◆ Exercise brief ◆
Find each line below where the word "InvalidGeometryType" occurs, and copy it.
** Opening Given records block **
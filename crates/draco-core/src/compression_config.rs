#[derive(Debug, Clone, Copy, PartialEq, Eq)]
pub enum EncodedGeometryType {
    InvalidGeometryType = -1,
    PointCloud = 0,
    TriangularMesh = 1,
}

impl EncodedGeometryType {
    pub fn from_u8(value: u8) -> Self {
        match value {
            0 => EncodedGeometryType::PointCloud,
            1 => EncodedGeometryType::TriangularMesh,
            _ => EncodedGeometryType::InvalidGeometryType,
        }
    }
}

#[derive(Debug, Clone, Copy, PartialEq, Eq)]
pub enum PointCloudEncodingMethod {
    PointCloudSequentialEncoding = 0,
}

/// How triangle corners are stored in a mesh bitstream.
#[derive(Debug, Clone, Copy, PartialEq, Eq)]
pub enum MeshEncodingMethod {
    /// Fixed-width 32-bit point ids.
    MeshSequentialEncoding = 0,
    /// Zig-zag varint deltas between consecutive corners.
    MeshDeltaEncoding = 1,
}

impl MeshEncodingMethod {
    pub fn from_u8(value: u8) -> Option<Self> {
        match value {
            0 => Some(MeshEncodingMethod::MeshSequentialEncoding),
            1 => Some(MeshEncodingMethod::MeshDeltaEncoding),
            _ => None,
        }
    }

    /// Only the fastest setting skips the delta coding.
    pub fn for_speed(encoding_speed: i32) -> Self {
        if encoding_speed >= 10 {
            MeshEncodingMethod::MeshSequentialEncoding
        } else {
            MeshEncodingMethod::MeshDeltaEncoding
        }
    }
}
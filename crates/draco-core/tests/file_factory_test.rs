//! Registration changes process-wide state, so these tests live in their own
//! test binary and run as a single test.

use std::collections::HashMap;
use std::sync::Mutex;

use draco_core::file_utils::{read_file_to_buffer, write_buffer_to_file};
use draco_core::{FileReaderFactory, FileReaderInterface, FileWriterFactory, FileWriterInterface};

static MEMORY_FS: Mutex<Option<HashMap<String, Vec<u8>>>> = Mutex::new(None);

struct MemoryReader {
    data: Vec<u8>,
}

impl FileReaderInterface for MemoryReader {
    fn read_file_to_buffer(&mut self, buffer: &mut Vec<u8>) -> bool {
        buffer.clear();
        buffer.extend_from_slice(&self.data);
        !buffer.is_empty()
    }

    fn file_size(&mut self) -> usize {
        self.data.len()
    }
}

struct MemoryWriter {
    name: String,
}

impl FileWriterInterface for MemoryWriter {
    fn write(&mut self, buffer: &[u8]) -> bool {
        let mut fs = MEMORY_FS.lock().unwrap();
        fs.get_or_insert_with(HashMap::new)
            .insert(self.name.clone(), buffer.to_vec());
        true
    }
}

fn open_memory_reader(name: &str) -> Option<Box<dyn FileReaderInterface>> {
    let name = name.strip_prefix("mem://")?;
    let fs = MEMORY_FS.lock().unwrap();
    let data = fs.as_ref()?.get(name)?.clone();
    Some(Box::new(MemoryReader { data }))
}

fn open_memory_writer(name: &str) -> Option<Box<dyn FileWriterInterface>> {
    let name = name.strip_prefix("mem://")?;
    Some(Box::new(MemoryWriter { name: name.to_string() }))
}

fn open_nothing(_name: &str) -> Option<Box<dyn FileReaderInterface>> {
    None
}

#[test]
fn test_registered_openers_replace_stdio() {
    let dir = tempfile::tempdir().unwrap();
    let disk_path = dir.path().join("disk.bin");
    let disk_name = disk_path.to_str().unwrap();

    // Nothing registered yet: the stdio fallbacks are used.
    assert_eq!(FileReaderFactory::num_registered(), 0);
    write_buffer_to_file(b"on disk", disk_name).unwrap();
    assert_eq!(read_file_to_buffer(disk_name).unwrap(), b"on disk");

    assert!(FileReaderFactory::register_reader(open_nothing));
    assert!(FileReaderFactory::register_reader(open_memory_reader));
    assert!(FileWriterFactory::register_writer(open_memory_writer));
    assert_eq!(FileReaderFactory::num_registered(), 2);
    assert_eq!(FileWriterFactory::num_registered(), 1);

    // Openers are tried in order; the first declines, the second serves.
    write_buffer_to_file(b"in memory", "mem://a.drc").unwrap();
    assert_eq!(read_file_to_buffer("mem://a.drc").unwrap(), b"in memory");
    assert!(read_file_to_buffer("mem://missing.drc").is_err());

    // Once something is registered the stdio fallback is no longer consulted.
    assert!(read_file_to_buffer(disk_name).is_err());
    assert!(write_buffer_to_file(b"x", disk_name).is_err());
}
** Closing Given records block **
◆ Your solution ◆
    InvalidGeometryType = -1,
            _ => EncodedGeometryType::InvalidGeometryType,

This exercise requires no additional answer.